Пересадка органов стала венцом футуристических медицинских ожиданий, которые, как предполагалось, должны были воплотиться к 2000 году. Врачи–трансплантологи вдохнули в своих сограждан надежду на вероятность прожить вторую или третью жизнь. Бессмертие еще на найдено, но дорога к нему теперь уже кажется открытой. К обращениям врачей–трансплантологов в адрес государства примешиваются голоса ассоциаций больных и пациентов, перенесших пересадку органов. Они изобличают эгоизм и ходатайствуют о том, чтобы государство стимулировало процесс оборота органов в обществе. Призыв соблюдать «право на жизнь», которое часто рискованно относят ко второму разряду прав человека, обсуждается в данном случае в контексте того, в какой мере выбранная дорогостоящая терапия осуществляется за счет других отраслей здравоохранения. Понимание этого, возможно, помогло бы сохранить больше человеческих жизней.

Ошеломленных научным прогрессом людей привлекает не только трансплантация органов, но и возможность пересадки стволовых клеток, которая тоже дает надежду на дальнейшую способность по собственной воле восстанавливать «неисправности» своего тела. Эти вечно молодые стволовые клетки, взятые у эмбриона или из пупочного канатика, в будущем смогут по запросу реконструировать необходимые ткани.

Итак, несмотря на то что реальность не всегда так безупречна, как этого бы хотелось, и полнится слухами о похищении органов, свидетельствующими о «кризисе цивилизации», и вполне реальными скандалами вокруг ситуации с органами в бедных странах, XX век закончился в мечтах о бессмертии, не достигнув при этом никаких значительных успехов в понимании неизбежных процессов старения тела и в предотвращении этих процессов.

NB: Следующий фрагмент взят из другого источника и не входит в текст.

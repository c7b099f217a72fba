//! bunny - packaging-plan compiler for unikernel images
//!
//! Reads a bunnyfile or Containerfile, plans the image and prints the
//! marshalled operation graph, a plan summary or the image config.

use bunny_hops::{
    BoxError, HopsConfig, ImageMetadataResolver, PackInstructions, pack_llb, parse_file, prepare,
};
use bunny_llb::Platform;
use clap::{Parser, ValueEnum};
use std::fmt::Write as _;
use std::path::PathBuf;
use tracing::{info, warn};
use tracing_subscriber::{layer::SubscriberExt, util::SubscriberInitExt};

/// What to print on stdout.
#[derive(Debug, Clone, Copy, PartialEq, Eq, ValueEnum)]
enum Output {
    /// The marshalled operation graph as JSON
    Definition,
    /// A human readable summary of the plan
    Plan,
    /// The OCI image config of the produced image
    Config,
}

#[derive(Parser, Debug)]
#[command(name = "bunny")]
#[command(about = "Packaging-plan compiler for unikernel images")]
#[command(version)]
struct Opts {
    /// Bunnyfile or Containerfile to plan
    #[arg(short, long)]
    file: PathBuf,

    #[arg(short, long, value_enum, default_value = "definition")]
    output: Output,

    /// Name of the local build-context source
    #[arg(long, env = "BUNNY_CONTEXT", default_value = "context")]
    context: String,

    /// In-image path of the kernel
    #[arg(long, env = "BUNNY_KERNEL_PATH", default_value = "/.boot/kernel")]
    kernel_path: String,

    /// In-image path of the rootfs
    #[arg(long, env = "BUNNY_ROOTFS_PATH", default_value = "/.boot/rootfs")]
    rootfs_path: String,

    /// Architecture of the produced image, defaults to the host's
    #[arg(long, env = "BUNNY_HOST_ARCH")]
    host_arch: Option<String>,
}

impl Opts {
    fn hops_config(&self) -> HopsConfig {
        let defaults = HopsConfig::default();
        HopsConfig {
            build_context: self.context.clone(),
            kernel_path: self.kernel_path.clone(),
            rootfs_path: self.rootfs_path.clone(),
            host_arch: self.host_arch.clone().unwrap_or(defaults.host_arch.clone()),
            ..defaults
        }
    }
}

/// Stands in for a registry when running without an execution engine.
struct OfflineResolver;

impl ImageMetadataResolver for OfflineResolver {
    fn resolve_image_config(
        &self,
        reference: &str,
        platform: &Platform,
    ) -> Result<Vec<u8>, BoxError> {
        warn!(%reference, %platform, "No registry access, starting from an empty image config");
        Ok(b"{}".to_vec())
    }
}

fn render_plan(instructions: &PackInstructions) -> String {
    let mut out = String::new();
    let _ = writeln!(out, "base: {}", instructions.config.base_ref);
    if !instructions.config.monitor.is_empty() {
        let _ = writeln!(out, "monitor: {}", instructions.config.monitor);
    }
    let _ = writeln!(out, "copies:");
    for copy in &instructions.copies {
        let source = copy
            .state
            .source_op()
            .map_or_else(|| "<built>".to_string(), |source| source.identifier());
        let _ = writeln!(out, "  {source}:{} -> {}", copy.src, copy.dst);
    }
    let _ = writeln!(out, "annotations:");
    for (key, value) in &instructions.annotations {
        let _ = writeln!(out, "  {key}={value}");
    }
    out
}

#[tokio::main]
async fn main() -> Result<(), Box<dyn std::error::Error>> {
    tracing_subscriber::registry()
        .with(
            tracing_subscriber::EnvFilter::try_from_default_env()
                .unwrap_or_else(|_| "bunny=info,bunny_hops=info".into()),
        )
        .with(tracing_subscriber::fmt::layer().with_writer(std::io::stderr))
        .init();

    let opts = Opts::parse();
    let config = opts.hops_config();

    let bytes = tokio::fs::read(&opts.file)
        .await
        .map_err(|e| format!("Failed to read {}: {e}", opts.file.display()))?;
    info!(file = %opts.file.display(), "Planning");

    match opts.output {
        Output::Definition => {
            let instructions = parse_file(&bytes, &config)?;
            let definition = pack_llb(&instructions, &config)?;
            println!("{}", definition.to_json()?);
        }
        Output::Plan => {
            let instructions = parse_file(&bytes, &config)?;
            print!("{}", render_plan(&instructions));
        }
        Output::Config => {
            let bundle = prepare(&bytes, &config, &OfflineResolver)?;
            println!("{}", serde_json::to_string_pretty(&bundle.image_config)?);
        }
    }

    Ok(())
}

#[cfg(test)]
mod tests {
    use super::*;
    use bunny_hops::PackCopy;
    use bunny_llb::State;

    #[test]
    fn test_defaults() {
        let opts = Opts::try_parse_from(["bunny", "-f", "bunnyfile"]).unwrap();
        assert_eq!(opts.output, Output::Definition);
        let config = opts.hops_config();
        assert_eq!(config, HopsConfig::default());
    }

    #[test]
    fn test_overrides() {
        let opts = Opts::try_parse_from([
            "bunny",
            "--file",
            "Containerfile",
            "--output",
            "plan",
            "--context",
            "ctx",
            "--kernel-path",
            "/kernel",
            "--host-arch",
            "arm64",
        ])
        .unwrap();
        assert_eq!(opts.output, Output::Plan);
        let config = opts.hops_config();
        assert_eq!(config.build_context, "ctx");
        assert_eq!(config.kernel_path, "/kernel");
        assert_eq!(config.rootfs_path, "/.boot/rootfs");
        assert_eq!(config.host_arch, "arm64");
    }

    #[test]
    fn test_file_is_required() {
        assert!(Opts::try_parse_from(["bunny"]).is_err());
    }

    #[test]
    fn test_render_plan() {
        let mut instructions = PackInstructions::default();
        instructions.copies.push(PackCopy {
            state: State::local("context"),
            src: "kernel".into(),
            dst: "/.boot/kernel".into(),
        });
        instructions
            .annotations
            .insert("com.urunc.unikernel.hypervisor".into(), "qemu".into());

        let rendered = render_plan(&instructions);
        assert!(rendered.starts_with("base: scratch\n"));
        assert!(rendered.contains("  local://context:kernel -> /.boot/kernel\n"));
        assert!(rendered.contains("  com.urunc.unikernel.hypervisor=qemu\n"));
    }

    #[test]
    fn test_offline_resolver_yields_empty_config() {
        let blob = OfflineResolver
            .resolve_image_config("alpine", &Platform::linux("amd64"))
            .unwrap();
        assert_eq!(blob, b"{}");
    }
}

Поэтому период старения человека как неизбежное следствие стремительного роста продолжительности жизни становится основным предметом беспокойства в промышленно развитых странах. Люди, дожившие до глубокой старости, составлявшие раньше исключение и почитаемые по этой причине, возможно, составят переполненное социальное пространство ветеранов, которые не обладают никакой конкретной функцией и чей уровень жизни понижается. Лишь страховые агенты приняли на себя последствия подобного положения дел: они предлагают помещать пожилых людей в дома престарелых, где они могут в спокойной обстановке продолжить свою жизнь, находясь под всесторонним наблюдением. Эти заведения финансируются с помощью непомерных страховых платежей.

Фантазм бессмертия идет рука об руку с другим фантазмом — представлением о прозрачности тела, которое сможет раскрыть все свои секреты. Развитие медицинских изображений, в настоящее время ставшее частью массовой культуры, внесло свой вклад в подпитку мифа о всемогуществе медицинской техники, способной просвечивать человеческое тело.